Last updated at Posted at 2022-12-25

この投稿はUiPath Advent Calendar (produced with UiPath Friends) Advent Calendar 2022の25日目の投稿です。この前の記事は下記2つです。

2022年のRPAに纏わることの振り返りPart1

UiPathFriendsの企画リーダーをした話②週次定例で学んだこと

はじめに

本記事はRPA(Robotic Process Automation)で世界的に有名である「UiPath」というRPA製品のUiPath フォーラム(コミュニティ掲示板)で実際にUiPathに関わっている人を中心にアンケート調査を実施して、纏められて公開されたレポートである「State of the RPA Developer Report 2022」を個人的に分析して考察した内容を記載している記事です。「世界中のRPA開発者の働き方、満足度、考えを知りたい」又は「今後の自身のキャリアについての参考情報がほしい」という方に読んで頂ければと思います。
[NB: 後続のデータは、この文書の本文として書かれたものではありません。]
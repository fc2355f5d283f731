mod fetch;
mod pipeline;
mod preflight;
mod prompt;
mod render;

use std::process::ExitCode;

use clap::Parser;
use tracing_subscriber::EnvFilter;
use widevine_flatpak_core::{ProvisionConfig, ProvisionError};
use widevine_flatpak_installer::{
    default_home_dir, CleanupSlot, FlatpakOverrideStore, SquashfsExtractor,
    SubprocessTransformer,
};

use crate::fetch::HttpFetcher;
use crate::pipeline::{Collaborators, Pipeline, ProvisionReport};
use crate::preflight::SystemProbe;
use crate::prompt::TerminalPrompt;
use crate::render::TerminalRenderer;

const LOG_ENV: &str = "WIDEVINE_FLATPAK_LOG";

#[derive(Parser, Debug)]
#[command(name = "widevine-flatpak")]
#[command(version)]
#[command(
    about = "Install the Widevine CDM into the Flatpak build of Firefox on aarch64",
    long_about = None
)]
struct Cli {}

fn main() -> ExitCode {
    let _cli = Cli::parse();
    init_tracing();

    let renderer = TerminalRenderer::current();
    match run(renderer) {
        Ok(report) => {
            renderer.print_lines(&format_report_lines(&report));
            ExitCode::SUCCESS
        }
        Err(err) => {
            tracing::debug!(kind = err.kind(), "provisioning failed");
            renderer.print_error(&err.to_string());
            ExitCode::from(exit_status_byte(&err))
        }
    }
}

fn init_tracing() {
    tracing_subscriber::fmt()
        .with_writer(std::io::stderr)
        .with_env_filter(
            EnvFilter::try_from_env(LOG_ENV).unwrap_or_else(|_| EnvFilter::new("warn")),
        )
        .init();
}

fn run(renderer: TerminalRenderer) -> Result<ProvisionReport, ProvisionError> {
    let config = ProvisionConfig::pinned();
    let home = default_home_dir().map_err(|err| ProvisionError::ConfigInvalid {
        detail: format!("{err:#}"),
    })?;

    let cleanup = CleanupSlot::new();
    install_interrupt_handler(&cleanup)?;

    let probe = SystemProbe;
    let prompt = TerminalPrompt;
    let fetcher = HttpFetcher::new(renderer);
    let extractor = SquashfsExtractor;
    let transformer = SubprocessTransformer::new(config.patcher_program.clone());
    let sandbox = FlatpakOverrideStore;

    let pipeline = Pipeline::new(
        config,
        &home,
        cleanup,
        renderer,
        Collaborators {
            probe: &probe,
            prompt: &prompt,
            fetcher: &fetcher,
            extractor: &extractor,
            transformer: &transformer,
            sandbox: &sandbox,
        },
    );
    pipeline.run()
}

/// SIGINT/SIGTERM remove the workspace before the process exits.
fn install_interrupt_handler(cleanup: &CleanupSlot) -> Result<(), ProvisionError> {
    let slot = cleanup.clone();
    ctrlc::set_handler(move || {
        if let Err(err) = slot.release() {
            eprintln!("failed to clean up workspace: {err:#}");
        }
        eprintln!();
        std::process::exit(ProvisionError::Cancelled.exit_code());
    })
    .map_err(|err| ProvisionError::ConfigInvalid {
        detail: format!("failed to install interrupt handler: {err}"),
    })
}

fn exit_status_byte(err: &ProvisionError) -> u8 {
    u8::try_from(err.exit_code()).unwrap_or(1)
}

fn format_report_lines(report: &ProvisionReport) -> Vec<String> {
    let mut lines = vec![
        String::new(),
        format!("Widevine CDM installed to {}", report.bundle.dir.display()),
        format!("Preferences written to {}", report.pref_path.display()),
        format!(
            "See {} for details and uninstall steps.",
            report.readme_path.display()
        ),
    ];
    if report.warnings.is_empty() {
        lines.push("Restart Firefox to load the plugin.".to_string());
    } else {
        lines.push(format!(
            "Installation finished with {} warning(s); the plugin may not load.",
            report.warnings.len()
        ));
    }
    lines
}

#[cfg(test)]
mod tests;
2021年7月に今回書いている内容の2021年版があります。今回書いている内容と得られる情報に違いがありますので、見ていない方は是非こちらの記事も見て頂ければと思います。RPAを展開していくにあたっての注意点のナレッジが2021年版には記載しています。

「良いな!参考になった!」と思いましたら「いいね」を押して頂けると嬉しいです。

RPA開発者の現状(UiPath コミュニティ掲示板調べ) レポート2021を個人分析、考察してキャリアを考える

「State of the RPA Developer Report 2022」の概要

UiPath フォーラム(コミュニティ掲示板)でアンケート調査が行われ、纏められて公開されたレポートの2022年版になります。初回は2020年であり、今回で三度目の取り組みになります。2021年までは日本からの回答がかなり少なかったようなのですが、2022年はUiPath Japan社員のコミュニティマネージャーの方が翻訳しながら行う回答方法を発信した事によって、日本からの回答もこれまでよりは増えていると思います。2022年のレポート上は、回答者の地域情報はアジア太平洋日本地域(APJ)という項目でしか公表されていないため日本からの回答数がいくつだったかは不明です。

[UiPath Japan コミュニティマネージャーの方の発信]

公式の内容だけを知りたいという方は下記のUiPath公式ホームページに纏まっていますので、そちらをご参照下さい。私の記事では全てのアンケート項目の内容に触れているものではないため、全アンケート結果が気になる方も公式のレポートを見て下さい。アンケート調査期間は「2022年4月20日~5月30日」です。

UiPath公式ブログ 2022年版RPA開発者レポートからCoEリーダーが 5 つ挙げるポイント

どんな人が回答してくれているか

回答者数については、2020年が1,510人、2021年は1,011人であったのに対して、今回の2022年は1500人となりました。アンケートにご協力頂いた方はありがとうございました!500人程2021年から増加している結果となっています。回答数が増えているからUiPathに関わる人が増えたのかについて、このアンケート結果のみからはRPAの開発者が多くなったというのは判断できませんが、UiPathのコミュニティフォーラムの登録者数について、2021年6月頃は10万人でしたが2022年11月時点では15万人を超えて伸びているのと、コミュニティ参加者は150万から180万人(UiPath 2021 Impact Reportの記載情報)に成長しており、UiPathの総顧客数も増えていますので、UiPathへの新規参画者数自体は伸び続けていると思います。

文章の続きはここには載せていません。